Railway station in South Yorkshire, England

Kiveton Bridge railway station is a railway station in the village of Kiveton Park in South Yorkshire, England.

==History==
The station was opened by the London and North Eastern Railway on 3 July 1929 following pressure from the local councils who considered Kiveton Park station and Waleswood station too far away from the centre of the community. The new station consisted of two flanking wooden platform linked by an overbridge, access to which was gained through the booking office, set at road level adjacent to the main road through, and linking the villages. The station was originally served by stopping services linking Sheffield Victoria, Cleethorpes and Lincoln Central.

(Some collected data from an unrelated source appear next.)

// Copyright 2025 Fernando Borretti
//
// Licensed under the Apache License, Version 2.0 (the "License");
// you may not use this file except in compliance with the License.
// You may obtain a copy of the License at
//
//     http://www.apache.org/licenses/LICENSE-2.0
//
// Unless required by applicable law or agreed to in writing, software
// distributed under the License is distributed on an "AS IS" BASIS,
// WITHOUT WARRANTIES OR CONDITIONS OF ANY KIND, either express or implied.
// See the License for the specific language governing permissions and
// limitations under the License.

use serde::Serialize;

use crate::types::item_kind::ItemId;
use crate::types::item_kind::ItemKind;
use crate::types::rarity::Rarity;
use crate::types::timestamp::Timestamp;

/// Items cannot level past this.
pub const MAX_ITEM_LEVEL: u32 = 10;

/// The source tag of items discovered while playing.
pub const SOURCE_GAMEPLAY: &str = "gameplay";

/// XP needed to advance from `level` to the next one.
pub fn xp_for_item_level(level: u32) -> u32 {
    level * level * 25
}

#[derive(Clone, PartialEq, Debug, Serialize)]
#[serde(rename_all = "camelCase")]
pub struct CollectedItem {
    pub item_id: ItemId,
    pub kind: ItemKind,
    pub rarity: Rarity,
    pub level: u32,
    pub xp: u32,
    pub discovered_at: Timestamp,
    pub source: String,
}

impl CollectedItem {
    /// A freshly discovered item: level 1, no XP.
    pub fn discovered(
        item_id: ItemId,
        kind: ItemKind,
        rarity: Rarity,
        discovered_at: Timestamp,
    ) -> Self {
        Self {
            item_id,
            kind,
            rarity,
            level: 1,
            xp: 0,
            discovered_at,
            source: SOURCE_GAMEPLAY.to_string(),
        }
    }

    pub fn xp_to_next_level(&self) -> u32 {
        xp_for_item_level(self.level)
    }

    pub fn is_max_level(&self) -> bool {
        self.level >= MAX_ITEM_LEVEL
    }

    /// Fraction of the way to the next level, in `0.0..=1.0`.
    pub fn level_progress(&self) -> f64 {
        if self.is_max_level() {
            1.0
        } else {
            (f64::from(self.xp) / f64::from(self.xp_to_next_level())).min(1.0)
        }
    }
}

/// Totals over the whole collection.
#[derive(Clone, Default, PartialEq, Eq, Debug, Serialize)]
#[serde(rename_all = "camelCase")]
pub struct CollectionStats {
    pub total: usize,
    pub kanji: usize,
    pub hiragana: usize,
    pub katakana: usize,
    pub radicals: usize,
    pub common: usize,
    pub uncommon: usize,
    pub rare: usize,
    pub epic: usize,
    pub legendary: usize,
}

impl CollectionStats {
    pub fn count(&mut self, kind: ItemKind, rarity: Rarity) {
        self.total += 1;
        match kind {
            ItemKind::Kanji => self.kanji += 1,
            ItemKind::Hiragana => self.hiragana += 1,
            ItemKind::Katakana => self.katakana += 1,
            ItemKind::Radical => self.radicals += 1,
        }
        match rarity {
            Rarity::Common => self.common += 1,
            Rarity::Uncommon => self.uncommon += 1,
            Rarity::Rare => self.rare += 1,
            Rarity::Epic => self.epic += 1,
            Rarity::Legendary => self.legendary += 1,
        }
    }
}
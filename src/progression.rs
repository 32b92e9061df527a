// Copyright 2025 Fernando Borretti
//
// Licensed under the Apache License, Version 2.0 (the "License");
// you may not use this file except in compliance with the License.
// You may obtain a copy of the License at
//
//     http://www.apache.org/licenses/LICENSE-2.0
//
// Unless required by applicable law or agreed to in writing, software
// distributed under the License is distributed on an "AS IS" BASIS,
// WITHOUT WARRANTIES OR CONDITIONS OF ANY KIND, either express or implied.
// See the License for the specific language governing permissions and
// limitations under the License.

//! What a player level unlocks.

use serde::Serialize;

use crate::error::Fallible;
use crate::repo::CardRepository;
use crate::repo::Catalog;
use crate::types::card::CardState;
use crate::types::item_kind::ItemKind;

#[derive(Clone, Copy, PartialEq, Eq, Debug, Serialize)]
#[serde(rename_all = "camelCase")]
pub struct PlayerTier {
    pub name: &'static str,
    pub name_jp: &'static str,
    /// The first level of the tier.
    pub min_level: u32,
    /// Kanji grades available to new questions and encounters.
    pub unlocked_grades: &'static [u8],
}

pub const TIERS: [PlayerTier; 8] = [
    PlayerTier {
        name: "Beginner",
        name_jp: "入門",
        min_level: 1,
        unlocked_grades: &[1],
    },
    PlayerTier {
        name: "Novice",
        name_jp: "初級",
        min_level: 5,
        unlocked_grades: &[1, 2],
    },
    PlayerTier {
        name: "Apprentice",
        name_jp: "見習い",
        min_level: 10,
        unlocked_grades: &[1, 2, 3],
    },
    PlayerTier {
        name: "Intermediate",
        name_jp: "中級",
        min_level: 15,
        unlocked_grades: &[1, 2, 3, 4],
    },
    PlayerTier {
        name: "Advanced",
        name_jp: "上級",
        min_level: 20,
        unlocked_grades: &[1, 2, 3, 4, 5],
    },
    PlayerTier {
        name: "Scholar",
        name_jp: "学者",
        min_level: 25,
        unlocked_grades: &[1, 2, 3, 4, 5, 6],
    },
    PlayerTier {
        name: "Expert",
        name_jp: "達人",
        min_level: 30,
        unlocked_grades: &[1, 2, 3, 4, 5, 6, 8],
    },
    PlayerTier {
        name: "Master",
        name_jp: "師範",
        min_level: 37,
        unlocked_grades: &[1, 2, 3, 4, 5, 6, 8],
    },
];

pub fn tier_for_level(level: u32) -> &'static PlayerTier {
    TIERS
        .iter()
        .rev()
        .find(|tier| level >= tier.min_level)
        .unwrap_or(&TIERS[0])
}

pub fn unlocked_grades(level: u32) -> &'static [u8] {
    tier_for_level(level).unlocked_grades
}

/// Highest radical priority introduced at a level: essential radicals
/// first, then common, then the rest.
pub fn max_radical_priority(level: u32) -> u8 {
    match level {
        0..=5 => 1,
        6..=15 => 2,
        _ => 3,
    }
}

#[derive(Clone, Copy, PartialEq, Eq, Debug, Serialize)]
#[serde(rename_all = "snake_case")]
pub enum MasteryLevel {
    Beginning,
    Developing,
    Proficient,
    Advanced,
}

impl MasteryLevel {
    pub fn label_jp(&self) -> &'static str {
        match self {
            MasteryLevel::Beginning => "初歩",
            MasteryLevel::Developing => "発展中",
            MasteryLevel::Proficient => "習熟",
            MasteryLevel::Advanced => "上級",
        }
    }
}

/// How well a player knows one kanji grade.
#[derive(Clone, PartialEq, Debug, Serialize)]
#[serde(rename_all = "camelCase")]
pub struct GradeMastery {
    pub grade: u8,
    pub total_kanji: usize,
    /// Kanji of the grade reviewed at least once.
    pub studied_count: usize,
    pub mastered_count: usize,
    /// Mean share of correct reviews over studied kanji, in `0.0..=1.0`.
    pub average_accuracy: f64,
    /// Share of the grade studied, in `0.0..=1.0`.
    pub coverage: f64,
}

impl GradeMastery {
    pub fn score(&self) -> f64 {
        self.coverage * 0.4 + self.average_accuracy * 0.6
    }

    pub fn level(&self) -> MasteryLevel {
        match self.score() {
            s if s >= 0.85 => MasteryLevel::Advanced,
            s if s >= 0.70 => MasteryLevel::Proficient,
            s if s >= 0.50 => MasteryLevel::Developing,
            _ => MasteryLevel::Beginning,
        }
    }

    /// Share of new kanji drawn from the next grade up.
    pub fn new_grade_ratio(&self) -> f64 {
        match self.level() {
            MasteryLevel::Advanced => 0.40,
            MasteryLevel::Proficient => 0.20,
            MasteryLevel::Developing => 0.10,
            MasteryLevel::Beginning => 0.0,
        }
    }
}

/// Computes the mastery of a grade from its kanji cards.
pub fn grade_mastery<S>(store: &S, grade: u8) -> Fallible<GradeMastery>
where
    S: CardRepository + Catalog + ?Sized,
{
    let kanji = store.kanji_by_grade(grade)?;
    let mut studied_count = 0;
    let mut mastered_count = 0;
    let mut accuracy_sum = 0.0;
    for k in &kanji {
        let Some(card) = store.get_card(ItemKind::Kanji, k.id)? else {
            continue;
        };
        if card.total_reviews == 0 {
            continue;
        }
        studied_count += 1;
        if card.state == CardState::Mastered {
            mastered_count += 1;
        }
        accuracy_sum += f64::from(card.correct_reviews) / f64::from(card.total_reviews);
    }
    let average_accuracy = if studied_count > 0 {
        accuracy_sum / studied_count as f64
    } else {
        0.0
    };
    let coverage = if kanji.is_empty() {
        0.0
    } else {
        studied_count as f64 / kanji.len() as f64
    };
    let mastery = GradeMastery {
        grade,
        total_kanji: kanji.len(),
        studied_count,
        mastered_count,
        average_accuracy,
        coverage,
    };
    log::debug!(
        "Grade {grade} mastery: {:.2} ({:?}), {studied_count}/{} studied.",
        mastery.score(),
        mastery.level(),
        mastery.total_kanji
    );
    Ok(mastery)
}

#[cfg(test)]
mod tests {
    use super::*;
    use crate::memory::MemoryStore;
    use crate::types::card::Card;
    use crate::types::catalog::Kanji;
    use crate::types::timestamp::Timestamp;

    #[test]
    fn test_unlocked_grades() {
        assert_eq!(unlocked_grades(0), &[1]);
        assert_eq!(unlocked_grades(4), &[1]);
        assert_eq!(unlocked_grades(5), &[1, 2]);
        assert_eq!(unlocked_grades(29), &[1, 2, 3, 4, 5, 6]);
        assert_eq!(unlocked_grades(30), &[1, 2, 3, 4, 5, 6, 8]);
        assert_eq!(tier_for_level(100).name, "Master");
    }

    #[test]
    fn test_radical_priority() {
        assert_eq!(max_radical_priority(1), 1);
        assert_eq!(max_radical_priority(5), 1);
        assert_eq!(max_radical_priority(6), 2);
        assert_eq!(max_radical_priority(15), 2);
        assert_eq!(max_radical_priority(16), 3);
    }

    fn mastery(coverage: f64, average_accuracy: f64) -> GradeMastery {
        GradeMastery {
            grade: 1,
            total_kanji: 10,
            studied_count: 0,
            mastered_count: 0,
            average_accuracy,
            coverage,
        }
    }

    #[test]
    fn test_mastery_levels() {
        assert_eq!(mastery(0.0, 0.0).level(), MasteryLevel::Beginning);
        assert_eq!(mastery(0.6, 0.6).level(), MasteryLevel::Developing);
        assert_eq!(mastery(0.5, 1.0).level(), MasteryLevel::Proficient);
        assert_eq!(mastery(1.0, 1.0).level(), MasteryLevel::Advanced);
        assert_eq!(mastery(0.0, 0.0).new_grade_ratio(), 0.0);
        assert_eq!(mastery(0.6, 0.6).new_grade_ratio(), 0.10);
        assert_eq!(mastery(0.5, 1.0).new_grade_ratio(), 0.20);
        assert_eq!(mastery(1.0, 1.0).new_grade_ratio(), 0.40);
        assert_eq!(MasteryLevel::Advanced.label_jp(), "上級");
    }

    #[test]
    fn test_grade_mastery_from_cards() -> Fallible<()> {
        let store = MemoryStore::new();
        for id in 1..=4 {
            store.add_kanji(Kanji {
                id,
                literal: format!("k{id}"),
                grade: Some(1),
                jlpt_level: None,
                frequency: None,
                stroke_count: 1,
                meanings: Vec::new(),
                on_readings: Vec::new(),
                kun_readings: Vec::new(),
                stroke_svg: None,
            });
        }
        let now = Timestamp::from_epoch_seconds(0);
        let mut card = Card::new(ItemKind::Kanji, 1, now);
        card.state = CardState::Mastered;
        card.total_reviews = 4;
        card.correct_reviews = 4;
        store.save_card(&card)?;
        let mut card = Card::new(ItemKind::Kanji, 2, now);
        card.state = CardState::Learning;
        card.total_reviews = 2;
        card.correct_reviews = 1;
        store.save_card(&card)?;
        // Tracked but never reviewed.
        store.ensure_card_exists(ItemKind::Kanji, 3, now)?;

        let mastery = grade_mastery(&store, 1)?;
        assert_eq!(mastery.total_kanji, 4);
        assert_eq!(mastery.studied_count, 2);
        assert_eq!(mastery.mastered_count, 1);
        assert!((mastery.average_accuracy - 0.75).abs() < 1e-9);
        assert!((mastery.coverage - 0.5).abs() < 1e-9);
        assert_eq!(mastery.level(), MasteryLevel::Developing);
        assert_eq!(grade_mastery(&store, 2)?.level(), MasteryLevel::Beginning);
        Ok(())
    }
}
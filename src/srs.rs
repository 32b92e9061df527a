// Copyright 2025 Fernando Borretti
//
// Licensed under the Apache License, Version 2.0 (the "License");
// you may not use this file except in compliance with the License.
// You may obtain a copy of the License at
//
//     http://www.apache.org/licenses/LICENSE-2.0
//
// Unless required by applicable law or agreed to in writing, software
// distributed under the License is distributed on an "AS IS" BASIS,
// WITHOUT WARRANTIES OR CONDITIONS OF ANY KIND, either express or implied.
// See the License for the specific language governing permissions and
// limitations under the License.

//! The SM-2 review scheduler.

use crate::types::card::Card;
use crate::types::card::CardState;
use crate::types::timestamp::Timestamp;

pub const MAX_QUALITY: u8 = 5;
/// Answers of at least this quality count as a pass.
pub const PASSING_QUALITY: u8 = 3;
pub const MIN_EASE: f64 = 1.3;
const FAIL_EASE_PENALTY: f64 = 0.2;
const MAX_INTERVAL_DAYS: u32 = 365;
/// Interval at which a card counts as mastered.
const MASTERED_INTERVAL_DAYS: u32 = 21;

/// Applies one review of the given quality to a card. The input card is
/// left untouched.
pub fn review(card: &Card, quality: u8, now: Timestamp) -> Card {
    let quality = quality.min(MAX_QUALITY);
    let mut next = card.clone();
    next.total_reviews += 1;
    if quality >= PASSING_QUALITY {
        next.correct_reviews += 1;
        next.repetitions += 1;
        next.ease_factor = next_ease(card.ease_factor, quality);
        next.interval_days = match next.repetitions {
            1 => 1,
            2 => 6,
            _ => grow_interval(card.interval_days, next.ease_factor),
        };
        next.state = if next.interval_days >= MASTERED_INTERVAL_DAYS {
            CardState::Mastered
        } else if next.repetitions >= 2 {
            CardState::Review
        } else {
            CardState::Learning
        };
    } else {
        next.repetitions = 0;
        next.interval_days = 1;
        next.ease_factor = (card.ease_factor - FAIL_EASE_PENALTY).max(MIN_EASE);
        next.state = CardState::Learning;
    }
    next.due = now.plus_days(next.interval_days);
    log::debug!(
        "Reviewed {} {} with quality {quality}: {} -> {}, next in {} days.",
        card.kind,
        card.item_id,
        card.state.as_str(),
        next.state.as_str(),
        next.interval_days
    );
    next
}

fn next_ease(ease: f64, quality: u8) -> f64 {
    let miss = f64::from(MAX_QUALITY - quality);
    (ease + 0.1 - miss * (0.08 + miss * 0.02)).max(MIN_EASE)
}

fn grow_interval(interval_days: u32, ease: f64) -> u32 {
    let scaled = (f64::from(interval_days) * ease).ceil() as u32;
    scaled.max(interval_days + 1).min(MAX_INTERVAL_DAYS)
}
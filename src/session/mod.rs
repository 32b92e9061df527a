// Copyright 2025 Fernando Borretti
//
// Licensed under the Apache License, Version 2.0 (the "License");
// you may not use this file except in compliance with the License.
// You may obtain a copy of the License at
//
//     http://www.apache.org/licenses/LICENSE-2.0
//
// Unless required by applicable law or agreed to in writing, software
// distributed under the License is distributed on an "AS IS" BASIS,
// WITHOUT WARRANTIES OR CONDITIONS OF ANY KIND, either express or implied.
// See the License for the specific language governing permissions and
// limitations under the License.

//! The session state machine.

mod state;

use std::sync::Arc;

use rand::Rng;
use rand::SeedableRng;
use rand_chacha::ChaCha8Rng;
use tokio::sync::watch;

pub use self::state::SessionEvent;
pub use self::state::SessionState;
pub use self::state::SessionStats;
use crate::clock::Clock;
use crate::config::Config;
use crate::config::SessionConfig;
use crate::encounter::Encounter;
use crate::encounter::EncounterEngine;
use crate::encounter::EncounterScope;
use crate::encounter::PityCounters;
use crate::error::Fallible;
use crate::leveling::ItemLeveling;
use crate::progression::max_radical_priority;
use crate::progression::unlocked_grades;
use crate::repo::Store;
use crate::scoring::score;
use crate::select::KanaSource;
use crate::select::KanjiSource;
use crate::select::RadicalSource;
use crate::select::Selector;
use crate::srs::review;
use crate::types::card::Card;
use crate::types::item_kind::ItemId;
use crate::types::item_kind::KanaType;
use crate::types::mode::GameMode;
use crate::types::mode::ModeFamily;
use crate::types::question::Question;
use crate::types::timestamp::Timestamp;

/// The selector of the running session.
enum ActiveSelector {
    Kanji(Selector<KanjiSource>),
    Kana(Selector<KanaSource>),
    Radical(Selector<RadicalSource>),
}

impl ActiveSelector {
    fn prepare<S: Store>(
        &mut self,
        store: &S,
        count: usize,
        target: Option<ItemId>,
        now: Timestamp,
    ) -> Fallible<bool> {
        match (self, target) {
            (ActiveSelector::Kanji(s), Some(id)) => s.prepare_targeted_session(store, id, count),
            (ActiveSelector::Kanji(s), None) => s.prepare_session(store, count, now),
            (ActiveSelector::Kana(s), Some(id)) => s.prepare_targeted_session(store, id, count),
            (ActiveSelector::Kana(s), None) => s.prepare_session(store, count, now),
            (ActiveSelector::Radical(s), Some(id)) => s.prepare_targeted_session(store, id, count),
            (ActiveSelector::Radical(s), None) => s.prepare_session(store, count, now),
        }
    }

    fn remaining_count(&self) -> usize {
        match self {
            ActiveSelector::Kanji(s) => s.remaining_count(),
            ActiveSelector::Kana(s) => s.remaining_count(),
            ActiveSelector::Radical(s) => s.remaining_count(),
        }
    }

    fn next<S: Store>(&mut self, store: &S, mode: GameMode) -> Option<Question> {
        let style = mode.style();
        match self {
            ActiveSelector::Kanji(s) => s.generate_question(store, style),
            ActiveSelector::Kana(s) => s.generate_question(store, style),
            ActiveSelector::Radical(s) => s.generate_question(store, style),
        }
    }
}

/// Per-session counters, reset on every start.
struct Counters {
    mode: GameMode,
    kana_type: KanaType,
    question_number: usize,
    total: usize,
    correct_count: usize,
    combo: u32,
    max_combo: u32,
    session_xp: u32,
    started_at: Timestamp,
    touched: Vec<ItemId>,
}

impl Counters {
    fn new(mode: GameMode, kana_type: KanaType, started_at: Timestamp) -> Self {
        Self {
            mode,
            kana_type,
            question_number: 0,
            total: 0,
            correct_count: 0,
            combo: 0,
            max_combo: 0,
            session_xp: 0,
            started_at,
            touched: Vec::new(),
        }
    }
}

pub struct SessionEngine<S: Store> {
    store: Arc<S>,
    clock: Arc<dyn Clock>,
    config: SessionConfig,
    encounters: EncounterEngine,
    leveling: ItemLeveling,
    player_level: u32,
    /// Seeds each session's selector.
    seeds: ChaCha8Rng,
    selector: Option<ActiveSelector>,
    counters: Counters,
    state: watch::Sender<SessionState>,
}

impl<S: Store> SessionEngine<S> {
    pub fn new(store: Arc<S>, clock: Arc<dyn Clock>, config: &Config) -> Self {
        let seed = config
            .session
            .seed
            .unwrap_or_else(|| rand::rng().random());
        let mut seeds = ChaCha8Rng::seed_from_u64(seed);
        let encounters = EncounterEngine::new(config.encounter.clone(), seeds.random());
        let now = clock.now();
        let (state, _) = watch::channel(SessionState::Idle);
        Self {
            store,
            clock,
            config: config.session.clone(),
            encounters,
            leveling: ItemLeveling::new(config.leveling.clone()),
            player_level: 1,
            seeds,
            selector: None,
            counters: Counters::new(GameMode::Recognition, KanaType::Hiragana, now),
            state,
        }
    }

    /// The level that decides which content is unlocked.
    pub fn set_player_level(&mut self, level: u32) {
        self.player_level = level.max(1);
    }

    pub fn player_level(&self) -> u32 {
        self.player_level
    }

    /// A receiver that sees the current state immediately and every
    /// change after it.
    pub fn subscribe(&self) -> watch::Receiver<SessionState> {
        self.state.subscribe()
    }

    pub fn state(&self) -> SessionState {
        self.state.borrow().clone()
    }

    pub fn pity(&self) -> PityCounters {
        self.encounters.pity()
    }

    pub fn restore_pity(&mut self, counters: PityCounters) {
        self.encounters.restore_pity(counters);
    }

    pub fn reset_pity(&mut self) {
        self.encounters.reset_pity();
    }

    /// Drops any session and returns to `Idle`.
    pub fn reset(&mut self) {
        self.selector = None;
        self.publish(SessionState::Idle);
    }

    /// Processes one event to completion. Events that make no sense in
    /// the current state are ignored.
    pub fn dispatch(&mut self, event: SessionEvent) {
        match event {
            SessionEvent::StartSession {
                mode,
                count,
                target,
                kana_type,
            } => self.start(mode, count, target, kana_type.unwrap_or(KanaType::Hiragana)),
            SessionEvent::SubmitAnswer(answer) => {
                match self.state() {
                    SessionState::AwaitingAnswer {
                        question,
                        question_number,
                        total,
                        ..
                    } => self.submit(question, answer, question_number, total),
                    other => log::debug!("Ignoring answer while {}.", state_name(&other)),
                }
            }
            SessionEvent::NextQuestion => {
                if matches!(self.state(), SessionState::ShowingResult { .. }) {
                    self.show_next_question();
                } else {
                    log::debug!("Ignoring next question outside of a result.");
                }
            }
            SessionEvent::EndSession => {
                if self.state().is_active() {
                    self.complete();
                } else {
                    log::debug!("Ignoring end of session with no session underway.");
                }
            }
        }
    }

    fn publish(&mut self, state: SessionState) {
        log::debug!("Session state: {}.", state_name(&state));
        self.state.send_replace(state);
    }

    fn start(&mut self, mode: GameMode, count: usize, target: Option<ItemId>, kana_type: KanaType) {
        let now = self.clock.now();
        self.counters = Counters::new(mode, kana_type, now);
        self.publish(SessionState::Preparing { mode });

        let seed: u64 = self.seeds.random();
        let choice_count = self.config.choice_count;
        let mut selector = match mode.family() {
            ModeFamily::Kanji => ActiveSelector::Kanji(Selector::new(
                KanjiSource::for_level(self.player_level),
                choice_count,
                seed,
            )),
            ModeFamily::Kana => ActiveSelector::Kana(Selector::new(
                KanaSource::new(kana_type),
                choice_count,
                seed,
            )),
            ModeFamily::Radical => ActiveSelector::Radical(Selector::new(
                RadicalSource::for_level(self.player_level),
                choice_count,
                seed,
            )),
        };
        match selector.prepare(self.store.as_ref(), count, target, now) {
            Ok(true) => {}
            Ok(false) => {
                self.selector = None;
                self.publish(SessionState::Error {
                    message: unavailable_message(mode).to_string(),
                });
                return;
            }
            Err(e) => {
                log::warn!("Failed to prepare {mode} session: {e}");
                self.selector = None;
                self.publish(SessionState::Error {
                    message: format!("Could not prepare the session: {}", e.message()),
                });
                return;
            }
        }
        self.counters.total = selector.remaining_count();
        self.selector = Some(selector);
        self.show_next_question();
    }

    fn show_next_question(&mut self) {
        let mode = self.counters.mode;
        let question = match self.selector.as_mut() {
            Some(selector) => selector.next(self.store.as_ref(), mode),
            None => None,
        };
        match question {
            Some(question) => {
                self.counters.question_number += 1;
                self.publish(SessionState::AwaitingAnswer {
                    question,
                    question_number: self.counters.question_number,
                    total: self.counters.total,
                    combo: self.counters.combo,
                    session_xp: self.counters.session_xp,
                });
            }
            None => self.complete(),
        }
    }

    fn submit(&mut self, question: Question, answer: String, question_number: usize, total: usize) {
        let mode = self.counters.mode;
        let (correct, quality) = if mode.is_production() {
            parse_self_graded(&answer)
        } else {
            let correct = question.is_correct(&answer);
            (correct, if correct { 4 } else { 1 })
        };

        if correct {
            self.counters.combo += 1;
            self.counters.max_combo = self.counters.max_combo.max(self.counters.combo);
            self.counters.correct_count += 1;
        } else {
            self.counters.combo = 0;
        }
        let combo = self.counters.combo;
        let xp_gained = score(quality, combo, question.is_new, mode).total_xp;
        self.counters.session_xp += xp_gained;
        if !self.counters.touched.contains(&question.item_id) {
            self.counters.touched.push(question.item_id);
        }

        let now = self.clock.now();
        if let Err(e) = self.review_card(&question, quality, now) {
            log::warn!("Failed to review {} {}: {e}", question.kind, question.item_id);
        }

        let item_level_up = match self.leveling.add_xp(
            self.store.as_ref(),
            question.item_id,
            question.kind,
            correct,
            combo,
        ) {
            Ok(result) => result.is_some_and(|r| r.leveled_up),
            Err(e) => {
                log::warn!("Failed to add item XP: {e}");
                false
            }
        };

        let discovered = if correct { self.roll_encounter(now) } else { None };

        self.publish(SessionState::ShowingResult {
            question,
            selected: answer,
            correct,
            quality,
            xp_gained,
            combo,
            question_number,
            total,
            session_xp: self.counters.session_xp,
            discovered,
            item_level_up,
        });
    }

    fn review_card(&self, question: &Question, quality: u8, now: Timestamp) -> Fallible<()> {
        let card = match self.store.get_card(question.kind, question.item_id)? {
            Some(card) => card,
            None => Card::new(question.kind, question.item_id, now),
        };
        let updated = review(&card, quality, now);
        self.store.save_card(&updated)
    }

    fn roll_encounter(&mut self, now: Timestamp) -> Option<Encounter> {
        let scopes = self.encounter_scopes();
        let store = self.store.as_ref();
        match self.encounters.roll_encounter(store, store, &scopes, now) {
            Ok(encounter) => encounter,
            Err(e) => {
                log::warn!("Encounter roll failed: {e}");
                None
            }
        }
    }

    /// The content partitions unlocked for the running mode.
    fn encounter_scopes(&self) -> Vec<EncounterScope> {
        match self.counters.mode.family() {
            ModeFamily::Kanji => unlocked_grades(self.player_level)
                .iter()
                .map(|g| EncounterScope::KanjiGrade(*g))
                .collect(),
            ModeFamily::Kana => vec![EncounterScope::Kana(self.counters.kana_type)],
            ModeFamily::Radical => (1..=max_radical_priority(self.player_level))
                .map(EncounterScope::RadicalPriority)
                .collect(),
        }
    }

    fn complete(&mut self) {
        let now = self.clock.now();
        let stats = SessionStats {
            mode: self.counters.mode,
            cards_studied: self.counters.question_number,
            correct_count: self.counters.correct_count,
            max_combo: self.counters.max_combo,
            xp_earned: self.counters.session_xp,
            duration_secs: now.seconds_since(self.counters.started_at),
            touched_ids: self.counters.touched.clone(),
        };
        self.selector = None;
        self.publish(SessionState::SessionComplete { stats });
    }
}

/// Parses a self-graded answer of the form `<bool>|<quality>`. Anything
/// but `true` counts as wrong; a missing or unreadable quality defaults
/// to 4 when correct and 1 when not.
fn parse_self_graded(answer: &str) -> (bool, u8) {
    let mut parts = answer.split('|');
    let correct = parts.next().map(str::trim) == Some("true");
    let quality = parts
        .next()
        .and_then(|q| q.trim().parse::<i64>().ok())
        .map(|q| q.clamp(0, 5) as u8)
        .unwrap_or(if correct { 4 } else { 1 });
    (correct, quality)
}

fn unavailable_message(mode: GameMode) -> &'static str {
    match mode.family() {
        ModeFamily::Kanji => "No kanji available for study. Add kanji data first.",
        ModeFamily::Kana => "No kana available for study.",
        ModeFamily::Radical => "No radicals available for study.",
    }
}

fn state_name(state: &SessionState) -> &'static str {
    match state {
        SessionState::Idle => "idle",
        SessionState::Preparing { .. } => "preparing",
        SessionState::AwaitingAnswer { .. } => "awaiting answer",
        SessionState::ShowingResult { .. } => "showing result",
        SessionState::SessionComplete { .. } => "complete",
        SessionState::Error { .. } => "error",
    }
}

In the 1950s the wooden platforms were replaced with concrete ones and the wooden station buildings by plain brick built structures.

Along with neighbouring Kiveton Park station it was completely rebuilt during the early-1990s with modern platforms, lighting and waiting shelters, this work being funded by the South Yorkshire Passenger Transport Executive. On completion of the work the station received new signs with the name erroneously shown as "Kiverton Bridge". These were replaced with the correct spelling by 21 May 1993. This was not the first time the name had been incorrectly shown: British Railways made the same mistake on large enamel signs in the late 1950s.

==Facilities==
The station is unstaffed and has one ticket machine on platform 2 . Train running information is given via telephone, a customer help point on platform 1, CIS displays and timetable posters. Both platforms are fully accessible to disabled travellers and wheelchair users via ramps from the street above.

==Services==
All services at Kiveton Bridge are operated by Northern Trains using and DMUs.

The typical off-peak service in trains per hour is:
- 1 tph to via
- 1 tph to via

On Sundays, the station is served by an hourly service between Lincoln and Sheffield, with some services continuing to .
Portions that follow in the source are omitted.